WHAT TO PRODUCE: The expected output is a verbatim reprint of the lines from the beginning of the data that follows through the line that contains "the pipeline serves.".

Stored items:
Segment Open
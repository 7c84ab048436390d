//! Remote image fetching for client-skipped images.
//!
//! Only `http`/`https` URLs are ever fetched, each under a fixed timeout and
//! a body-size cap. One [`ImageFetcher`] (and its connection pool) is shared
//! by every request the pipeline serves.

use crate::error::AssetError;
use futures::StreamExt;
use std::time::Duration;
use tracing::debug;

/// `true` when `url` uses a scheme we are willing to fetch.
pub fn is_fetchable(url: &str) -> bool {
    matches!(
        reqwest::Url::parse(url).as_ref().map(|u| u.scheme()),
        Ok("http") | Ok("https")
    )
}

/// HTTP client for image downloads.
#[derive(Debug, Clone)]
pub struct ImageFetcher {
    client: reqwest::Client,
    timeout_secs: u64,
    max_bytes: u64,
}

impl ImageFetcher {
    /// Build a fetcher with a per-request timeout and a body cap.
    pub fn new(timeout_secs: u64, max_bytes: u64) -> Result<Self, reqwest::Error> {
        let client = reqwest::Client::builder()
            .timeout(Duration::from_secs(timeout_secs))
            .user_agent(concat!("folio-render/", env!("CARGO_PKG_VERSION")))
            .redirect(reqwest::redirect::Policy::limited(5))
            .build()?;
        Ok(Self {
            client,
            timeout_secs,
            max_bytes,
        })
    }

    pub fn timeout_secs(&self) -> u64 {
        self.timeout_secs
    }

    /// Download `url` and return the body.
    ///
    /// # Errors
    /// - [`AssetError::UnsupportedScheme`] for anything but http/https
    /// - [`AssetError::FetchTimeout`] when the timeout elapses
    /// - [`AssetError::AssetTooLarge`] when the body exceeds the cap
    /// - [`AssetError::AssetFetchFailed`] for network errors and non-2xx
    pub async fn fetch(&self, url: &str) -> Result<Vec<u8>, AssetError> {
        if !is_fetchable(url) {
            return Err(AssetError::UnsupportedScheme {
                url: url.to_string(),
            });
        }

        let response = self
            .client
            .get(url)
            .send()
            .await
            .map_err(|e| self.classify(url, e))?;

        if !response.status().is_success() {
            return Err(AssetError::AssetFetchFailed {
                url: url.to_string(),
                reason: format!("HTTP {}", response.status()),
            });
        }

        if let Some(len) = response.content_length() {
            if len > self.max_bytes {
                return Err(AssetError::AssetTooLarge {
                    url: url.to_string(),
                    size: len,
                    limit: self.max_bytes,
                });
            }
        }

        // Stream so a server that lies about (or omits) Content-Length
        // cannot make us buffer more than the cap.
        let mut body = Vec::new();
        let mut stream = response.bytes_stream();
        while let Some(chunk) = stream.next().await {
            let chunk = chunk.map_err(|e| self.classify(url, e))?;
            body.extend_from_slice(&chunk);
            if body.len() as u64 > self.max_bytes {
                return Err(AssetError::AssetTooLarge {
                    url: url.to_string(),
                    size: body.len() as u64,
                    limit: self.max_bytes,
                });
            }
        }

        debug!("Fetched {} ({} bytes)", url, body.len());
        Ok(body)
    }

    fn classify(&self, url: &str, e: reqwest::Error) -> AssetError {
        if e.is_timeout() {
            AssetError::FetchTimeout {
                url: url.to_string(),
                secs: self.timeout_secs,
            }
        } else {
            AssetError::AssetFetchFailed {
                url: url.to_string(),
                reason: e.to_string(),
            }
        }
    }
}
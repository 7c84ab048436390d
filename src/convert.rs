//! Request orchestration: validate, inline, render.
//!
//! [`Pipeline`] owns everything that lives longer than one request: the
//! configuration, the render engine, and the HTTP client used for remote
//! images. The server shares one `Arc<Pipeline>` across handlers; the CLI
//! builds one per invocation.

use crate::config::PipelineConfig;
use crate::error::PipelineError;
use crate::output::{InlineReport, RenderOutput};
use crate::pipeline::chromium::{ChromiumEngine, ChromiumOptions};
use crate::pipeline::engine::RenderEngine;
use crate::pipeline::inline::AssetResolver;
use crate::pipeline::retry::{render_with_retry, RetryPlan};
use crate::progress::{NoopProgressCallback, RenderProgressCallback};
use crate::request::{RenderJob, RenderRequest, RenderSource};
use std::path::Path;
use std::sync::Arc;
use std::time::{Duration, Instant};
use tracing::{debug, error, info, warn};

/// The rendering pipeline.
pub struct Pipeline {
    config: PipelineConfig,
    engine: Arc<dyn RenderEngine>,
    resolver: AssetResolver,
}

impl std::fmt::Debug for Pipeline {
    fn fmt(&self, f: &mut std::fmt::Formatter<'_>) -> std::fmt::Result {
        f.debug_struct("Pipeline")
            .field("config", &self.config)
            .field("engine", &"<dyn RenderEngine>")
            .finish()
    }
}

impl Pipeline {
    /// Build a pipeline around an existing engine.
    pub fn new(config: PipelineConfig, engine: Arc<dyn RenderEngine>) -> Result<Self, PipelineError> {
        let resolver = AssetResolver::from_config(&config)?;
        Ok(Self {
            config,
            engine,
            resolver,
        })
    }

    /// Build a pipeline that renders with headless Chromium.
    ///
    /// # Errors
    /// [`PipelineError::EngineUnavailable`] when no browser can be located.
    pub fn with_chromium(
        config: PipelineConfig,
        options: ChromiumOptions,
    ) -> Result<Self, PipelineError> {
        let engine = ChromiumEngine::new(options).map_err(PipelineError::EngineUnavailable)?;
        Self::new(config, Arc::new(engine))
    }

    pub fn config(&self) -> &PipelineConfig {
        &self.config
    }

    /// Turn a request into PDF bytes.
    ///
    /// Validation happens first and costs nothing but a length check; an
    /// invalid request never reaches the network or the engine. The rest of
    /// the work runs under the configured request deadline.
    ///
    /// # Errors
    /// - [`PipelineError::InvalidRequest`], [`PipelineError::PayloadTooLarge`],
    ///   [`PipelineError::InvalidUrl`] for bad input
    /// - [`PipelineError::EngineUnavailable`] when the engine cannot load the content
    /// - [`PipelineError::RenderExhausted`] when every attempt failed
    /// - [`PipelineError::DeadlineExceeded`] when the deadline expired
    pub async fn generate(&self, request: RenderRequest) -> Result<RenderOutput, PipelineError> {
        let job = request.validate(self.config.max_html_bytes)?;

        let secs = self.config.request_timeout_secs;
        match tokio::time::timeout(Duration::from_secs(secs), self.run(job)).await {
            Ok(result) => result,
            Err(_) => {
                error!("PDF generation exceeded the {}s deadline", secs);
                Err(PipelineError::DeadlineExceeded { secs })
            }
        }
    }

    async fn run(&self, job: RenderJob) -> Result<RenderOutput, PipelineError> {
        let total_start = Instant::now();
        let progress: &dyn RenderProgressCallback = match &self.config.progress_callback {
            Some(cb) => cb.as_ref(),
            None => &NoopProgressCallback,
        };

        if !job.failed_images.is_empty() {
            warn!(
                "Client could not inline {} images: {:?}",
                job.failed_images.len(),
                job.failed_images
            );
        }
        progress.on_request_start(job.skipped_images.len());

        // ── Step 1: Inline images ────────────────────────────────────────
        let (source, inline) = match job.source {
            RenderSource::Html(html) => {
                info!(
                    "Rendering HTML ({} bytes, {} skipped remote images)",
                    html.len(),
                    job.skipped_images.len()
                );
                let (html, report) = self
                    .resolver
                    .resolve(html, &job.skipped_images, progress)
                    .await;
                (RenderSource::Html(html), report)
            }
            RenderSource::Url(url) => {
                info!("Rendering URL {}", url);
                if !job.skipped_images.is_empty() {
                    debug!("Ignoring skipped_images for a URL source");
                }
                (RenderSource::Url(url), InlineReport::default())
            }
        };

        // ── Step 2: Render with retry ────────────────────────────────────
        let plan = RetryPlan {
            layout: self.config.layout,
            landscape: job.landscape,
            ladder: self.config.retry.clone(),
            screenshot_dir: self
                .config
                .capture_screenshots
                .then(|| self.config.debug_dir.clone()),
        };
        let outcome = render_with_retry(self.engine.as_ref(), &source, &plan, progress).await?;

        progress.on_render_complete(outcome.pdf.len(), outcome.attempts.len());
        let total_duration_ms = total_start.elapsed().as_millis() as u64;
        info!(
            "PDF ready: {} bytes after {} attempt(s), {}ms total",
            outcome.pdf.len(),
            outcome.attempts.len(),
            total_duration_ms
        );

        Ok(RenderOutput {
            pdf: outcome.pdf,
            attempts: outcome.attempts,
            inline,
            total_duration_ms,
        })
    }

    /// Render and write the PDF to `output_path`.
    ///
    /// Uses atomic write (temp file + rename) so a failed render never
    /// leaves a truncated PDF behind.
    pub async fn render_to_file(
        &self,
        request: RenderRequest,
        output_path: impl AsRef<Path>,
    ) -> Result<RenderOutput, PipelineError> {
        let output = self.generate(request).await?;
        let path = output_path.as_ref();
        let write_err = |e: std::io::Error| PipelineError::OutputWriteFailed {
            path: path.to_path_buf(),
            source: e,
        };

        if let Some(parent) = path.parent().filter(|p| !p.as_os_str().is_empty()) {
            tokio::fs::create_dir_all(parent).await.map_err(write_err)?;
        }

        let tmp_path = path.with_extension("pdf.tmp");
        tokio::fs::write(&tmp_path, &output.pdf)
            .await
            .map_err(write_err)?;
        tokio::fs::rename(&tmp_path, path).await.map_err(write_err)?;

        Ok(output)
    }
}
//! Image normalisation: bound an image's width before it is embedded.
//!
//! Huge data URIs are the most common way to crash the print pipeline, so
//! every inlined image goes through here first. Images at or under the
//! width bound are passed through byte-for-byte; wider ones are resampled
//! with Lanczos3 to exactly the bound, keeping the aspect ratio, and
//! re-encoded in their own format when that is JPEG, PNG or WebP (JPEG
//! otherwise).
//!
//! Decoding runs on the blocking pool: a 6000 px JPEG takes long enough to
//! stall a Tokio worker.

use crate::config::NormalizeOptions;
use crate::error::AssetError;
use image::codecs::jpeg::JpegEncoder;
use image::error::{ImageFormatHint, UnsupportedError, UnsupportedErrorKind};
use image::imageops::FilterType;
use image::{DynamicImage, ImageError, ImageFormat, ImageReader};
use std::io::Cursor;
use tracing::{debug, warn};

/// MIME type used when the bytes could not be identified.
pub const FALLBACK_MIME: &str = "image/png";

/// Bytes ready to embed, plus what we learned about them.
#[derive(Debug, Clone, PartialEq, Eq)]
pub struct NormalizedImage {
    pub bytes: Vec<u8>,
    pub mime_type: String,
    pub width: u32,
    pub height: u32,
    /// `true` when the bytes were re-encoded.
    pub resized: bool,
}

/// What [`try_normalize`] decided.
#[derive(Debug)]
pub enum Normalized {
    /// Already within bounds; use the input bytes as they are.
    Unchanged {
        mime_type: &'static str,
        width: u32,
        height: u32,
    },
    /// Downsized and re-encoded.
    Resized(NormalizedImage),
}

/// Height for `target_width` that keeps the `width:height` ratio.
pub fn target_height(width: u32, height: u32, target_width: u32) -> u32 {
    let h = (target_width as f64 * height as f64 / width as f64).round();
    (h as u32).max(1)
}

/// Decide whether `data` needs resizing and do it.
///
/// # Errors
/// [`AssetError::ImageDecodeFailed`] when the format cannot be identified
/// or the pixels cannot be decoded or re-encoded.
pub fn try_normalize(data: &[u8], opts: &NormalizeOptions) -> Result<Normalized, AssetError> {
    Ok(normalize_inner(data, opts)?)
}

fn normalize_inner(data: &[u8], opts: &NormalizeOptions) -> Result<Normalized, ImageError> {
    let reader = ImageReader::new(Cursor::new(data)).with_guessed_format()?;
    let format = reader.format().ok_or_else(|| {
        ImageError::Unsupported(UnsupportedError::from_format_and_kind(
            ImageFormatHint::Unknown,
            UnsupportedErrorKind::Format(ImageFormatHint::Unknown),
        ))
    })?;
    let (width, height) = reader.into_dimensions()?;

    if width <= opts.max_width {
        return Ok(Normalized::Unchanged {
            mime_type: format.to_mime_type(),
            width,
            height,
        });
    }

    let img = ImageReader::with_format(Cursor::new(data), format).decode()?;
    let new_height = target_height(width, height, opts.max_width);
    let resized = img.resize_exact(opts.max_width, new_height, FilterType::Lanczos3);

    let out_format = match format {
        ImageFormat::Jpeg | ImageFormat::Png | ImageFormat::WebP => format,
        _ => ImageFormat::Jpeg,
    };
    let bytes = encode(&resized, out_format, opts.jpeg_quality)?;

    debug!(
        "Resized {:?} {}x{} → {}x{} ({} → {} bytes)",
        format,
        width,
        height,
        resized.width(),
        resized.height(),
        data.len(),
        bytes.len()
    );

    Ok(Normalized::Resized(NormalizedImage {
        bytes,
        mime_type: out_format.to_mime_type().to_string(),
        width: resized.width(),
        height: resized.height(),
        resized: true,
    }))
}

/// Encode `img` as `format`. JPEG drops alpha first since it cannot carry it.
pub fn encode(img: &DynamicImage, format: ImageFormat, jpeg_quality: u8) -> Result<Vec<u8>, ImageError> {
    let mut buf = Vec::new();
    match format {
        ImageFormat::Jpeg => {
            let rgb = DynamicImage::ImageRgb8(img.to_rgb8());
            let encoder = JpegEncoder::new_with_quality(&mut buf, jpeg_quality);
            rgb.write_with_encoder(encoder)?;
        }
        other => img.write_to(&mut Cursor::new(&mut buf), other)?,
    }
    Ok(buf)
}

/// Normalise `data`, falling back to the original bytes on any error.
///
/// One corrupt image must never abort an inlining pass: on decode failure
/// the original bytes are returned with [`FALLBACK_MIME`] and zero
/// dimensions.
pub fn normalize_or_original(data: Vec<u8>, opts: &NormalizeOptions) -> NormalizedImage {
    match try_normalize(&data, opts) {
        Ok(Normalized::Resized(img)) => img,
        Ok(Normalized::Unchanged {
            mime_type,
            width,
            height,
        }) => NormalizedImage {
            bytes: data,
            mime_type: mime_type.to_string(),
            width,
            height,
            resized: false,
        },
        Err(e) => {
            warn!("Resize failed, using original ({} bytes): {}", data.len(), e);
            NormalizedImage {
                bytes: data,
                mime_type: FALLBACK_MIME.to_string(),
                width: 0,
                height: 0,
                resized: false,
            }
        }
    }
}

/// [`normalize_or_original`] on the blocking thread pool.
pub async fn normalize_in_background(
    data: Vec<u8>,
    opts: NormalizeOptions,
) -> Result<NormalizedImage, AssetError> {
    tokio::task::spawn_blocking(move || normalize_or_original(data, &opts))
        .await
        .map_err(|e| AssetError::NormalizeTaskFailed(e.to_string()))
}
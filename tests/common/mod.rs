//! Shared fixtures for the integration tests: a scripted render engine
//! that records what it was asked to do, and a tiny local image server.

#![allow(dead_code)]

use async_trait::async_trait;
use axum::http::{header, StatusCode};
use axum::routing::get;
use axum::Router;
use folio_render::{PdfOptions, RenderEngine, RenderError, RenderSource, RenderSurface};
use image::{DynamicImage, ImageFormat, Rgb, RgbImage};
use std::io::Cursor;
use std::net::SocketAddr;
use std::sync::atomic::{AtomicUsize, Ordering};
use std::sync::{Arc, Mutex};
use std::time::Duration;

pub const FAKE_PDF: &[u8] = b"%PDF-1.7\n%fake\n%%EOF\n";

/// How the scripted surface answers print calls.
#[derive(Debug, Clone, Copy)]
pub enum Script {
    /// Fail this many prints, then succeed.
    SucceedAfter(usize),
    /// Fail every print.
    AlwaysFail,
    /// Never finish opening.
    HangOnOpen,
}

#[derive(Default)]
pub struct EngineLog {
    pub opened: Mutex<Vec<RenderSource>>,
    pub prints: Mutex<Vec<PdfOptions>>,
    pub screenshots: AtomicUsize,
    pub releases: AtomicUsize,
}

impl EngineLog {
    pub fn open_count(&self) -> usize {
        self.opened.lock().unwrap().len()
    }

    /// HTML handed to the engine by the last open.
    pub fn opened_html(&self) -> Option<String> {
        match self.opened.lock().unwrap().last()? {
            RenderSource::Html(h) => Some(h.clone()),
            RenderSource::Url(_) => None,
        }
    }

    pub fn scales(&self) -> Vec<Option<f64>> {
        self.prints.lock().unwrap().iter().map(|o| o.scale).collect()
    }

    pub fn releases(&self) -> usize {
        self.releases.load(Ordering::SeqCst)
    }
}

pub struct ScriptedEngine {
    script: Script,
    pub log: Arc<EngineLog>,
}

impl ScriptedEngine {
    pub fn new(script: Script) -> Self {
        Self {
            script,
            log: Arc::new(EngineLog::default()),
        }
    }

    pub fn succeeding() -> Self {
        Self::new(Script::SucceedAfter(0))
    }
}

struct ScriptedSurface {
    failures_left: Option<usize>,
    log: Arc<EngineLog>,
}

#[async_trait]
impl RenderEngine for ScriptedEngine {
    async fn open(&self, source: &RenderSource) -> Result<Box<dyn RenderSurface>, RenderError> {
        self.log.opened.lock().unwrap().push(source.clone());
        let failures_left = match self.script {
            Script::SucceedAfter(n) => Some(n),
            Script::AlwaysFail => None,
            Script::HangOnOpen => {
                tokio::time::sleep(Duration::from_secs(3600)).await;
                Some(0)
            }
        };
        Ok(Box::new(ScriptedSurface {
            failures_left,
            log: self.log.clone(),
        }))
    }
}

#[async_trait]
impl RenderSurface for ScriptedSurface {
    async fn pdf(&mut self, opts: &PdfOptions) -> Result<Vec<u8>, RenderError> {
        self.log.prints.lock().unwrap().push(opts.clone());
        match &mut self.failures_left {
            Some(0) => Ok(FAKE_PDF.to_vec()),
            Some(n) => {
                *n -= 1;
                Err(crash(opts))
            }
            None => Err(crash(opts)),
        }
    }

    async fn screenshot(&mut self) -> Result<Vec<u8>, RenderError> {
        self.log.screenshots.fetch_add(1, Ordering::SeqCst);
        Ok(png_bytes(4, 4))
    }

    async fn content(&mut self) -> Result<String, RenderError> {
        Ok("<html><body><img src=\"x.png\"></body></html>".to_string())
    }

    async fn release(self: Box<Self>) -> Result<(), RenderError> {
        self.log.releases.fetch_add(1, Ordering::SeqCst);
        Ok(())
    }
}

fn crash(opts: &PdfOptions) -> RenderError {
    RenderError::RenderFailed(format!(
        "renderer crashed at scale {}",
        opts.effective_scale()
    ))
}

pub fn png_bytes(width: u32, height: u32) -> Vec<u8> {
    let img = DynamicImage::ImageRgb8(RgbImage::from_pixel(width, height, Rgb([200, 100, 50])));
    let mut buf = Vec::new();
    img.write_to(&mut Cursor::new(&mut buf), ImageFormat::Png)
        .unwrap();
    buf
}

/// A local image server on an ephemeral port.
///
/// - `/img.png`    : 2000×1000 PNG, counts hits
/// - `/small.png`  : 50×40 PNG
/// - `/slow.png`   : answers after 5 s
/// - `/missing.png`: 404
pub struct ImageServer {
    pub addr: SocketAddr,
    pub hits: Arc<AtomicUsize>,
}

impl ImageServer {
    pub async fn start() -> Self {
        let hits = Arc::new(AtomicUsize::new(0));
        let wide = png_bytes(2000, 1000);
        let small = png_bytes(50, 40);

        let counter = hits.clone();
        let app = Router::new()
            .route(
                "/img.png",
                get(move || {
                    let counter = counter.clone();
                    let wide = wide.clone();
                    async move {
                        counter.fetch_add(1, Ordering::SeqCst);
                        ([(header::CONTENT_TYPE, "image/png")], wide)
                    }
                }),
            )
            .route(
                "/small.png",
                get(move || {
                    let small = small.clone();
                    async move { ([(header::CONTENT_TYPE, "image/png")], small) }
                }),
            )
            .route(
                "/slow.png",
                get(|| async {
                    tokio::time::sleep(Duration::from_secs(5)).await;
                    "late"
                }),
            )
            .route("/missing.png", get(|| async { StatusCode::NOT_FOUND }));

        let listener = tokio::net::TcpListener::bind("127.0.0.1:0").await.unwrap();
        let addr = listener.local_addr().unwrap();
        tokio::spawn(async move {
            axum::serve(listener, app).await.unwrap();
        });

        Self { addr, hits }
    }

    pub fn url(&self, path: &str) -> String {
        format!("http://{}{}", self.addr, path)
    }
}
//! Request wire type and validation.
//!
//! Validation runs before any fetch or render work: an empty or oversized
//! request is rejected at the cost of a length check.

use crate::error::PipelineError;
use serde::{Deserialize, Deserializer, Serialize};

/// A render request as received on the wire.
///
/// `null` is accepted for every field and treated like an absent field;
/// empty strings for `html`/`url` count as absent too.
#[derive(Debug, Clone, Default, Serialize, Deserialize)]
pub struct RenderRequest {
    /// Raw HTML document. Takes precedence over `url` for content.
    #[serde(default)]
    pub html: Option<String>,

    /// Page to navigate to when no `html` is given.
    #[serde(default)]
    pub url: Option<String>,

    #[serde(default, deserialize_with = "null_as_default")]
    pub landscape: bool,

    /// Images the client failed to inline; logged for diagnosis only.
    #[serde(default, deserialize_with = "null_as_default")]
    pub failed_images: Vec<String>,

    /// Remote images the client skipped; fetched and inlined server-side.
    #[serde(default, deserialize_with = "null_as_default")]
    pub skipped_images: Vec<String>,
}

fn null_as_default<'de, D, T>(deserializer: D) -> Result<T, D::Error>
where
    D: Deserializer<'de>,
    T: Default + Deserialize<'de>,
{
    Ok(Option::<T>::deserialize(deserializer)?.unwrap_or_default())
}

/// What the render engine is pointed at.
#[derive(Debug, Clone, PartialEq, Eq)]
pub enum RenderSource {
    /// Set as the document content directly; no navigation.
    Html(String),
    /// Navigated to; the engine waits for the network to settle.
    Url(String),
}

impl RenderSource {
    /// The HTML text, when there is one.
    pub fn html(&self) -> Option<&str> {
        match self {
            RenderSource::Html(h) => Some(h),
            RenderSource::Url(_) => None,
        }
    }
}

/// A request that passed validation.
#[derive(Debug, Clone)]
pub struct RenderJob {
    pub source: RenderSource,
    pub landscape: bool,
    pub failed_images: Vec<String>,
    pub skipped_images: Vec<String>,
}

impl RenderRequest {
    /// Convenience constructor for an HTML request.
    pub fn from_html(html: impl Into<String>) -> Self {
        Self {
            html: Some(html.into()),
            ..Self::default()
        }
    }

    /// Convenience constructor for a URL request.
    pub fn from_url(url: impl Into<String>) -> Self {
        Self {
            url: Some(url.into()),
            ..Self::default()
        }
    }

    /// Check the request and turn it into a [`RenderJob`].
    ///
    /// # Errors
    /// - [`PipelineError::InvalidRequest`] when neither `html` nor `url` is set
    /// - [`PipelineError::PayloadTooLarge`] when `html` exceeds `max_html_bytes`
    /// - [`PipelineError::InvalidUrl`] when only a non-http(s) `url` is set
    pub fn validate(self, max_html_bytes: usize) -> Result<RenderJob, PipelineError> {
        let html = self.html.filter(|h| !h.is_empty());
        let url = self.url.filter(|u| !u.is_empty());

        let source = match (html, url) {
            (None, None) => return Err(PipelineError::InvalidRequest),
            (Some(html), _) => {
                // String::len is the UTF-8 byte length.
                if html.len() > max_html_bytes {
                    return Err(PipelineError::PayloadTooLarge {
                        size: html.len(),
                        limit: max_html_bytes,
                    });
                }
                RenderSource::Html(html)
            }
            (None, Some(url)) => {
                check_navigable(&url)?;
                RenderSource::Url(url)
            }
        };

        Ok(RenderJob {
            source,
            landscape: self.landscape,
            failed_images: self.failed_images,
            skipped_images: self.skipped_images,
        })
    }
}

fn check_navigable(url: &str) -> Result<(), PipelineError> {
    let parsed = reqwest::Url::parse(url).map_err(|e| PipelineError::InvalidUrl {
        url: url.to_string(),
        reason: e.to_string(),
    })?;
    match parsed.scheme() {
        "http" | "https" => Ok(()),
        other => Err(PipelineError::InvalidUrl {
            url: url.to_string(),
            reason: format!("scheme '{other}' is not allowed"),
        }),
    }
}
Segment Closed
SOLUTION TO THE PROBLEM:
repository 7c84ab048436390d
//! Remote image fetching for client-skipped images.
//!
//! Only `http`/`https` URLs are ever fetched, each under a fixed timeout and
//! a body-size cap. One [`ImageFetcher`] (and its connection pool) is shared
//! by every request the pipeline serves.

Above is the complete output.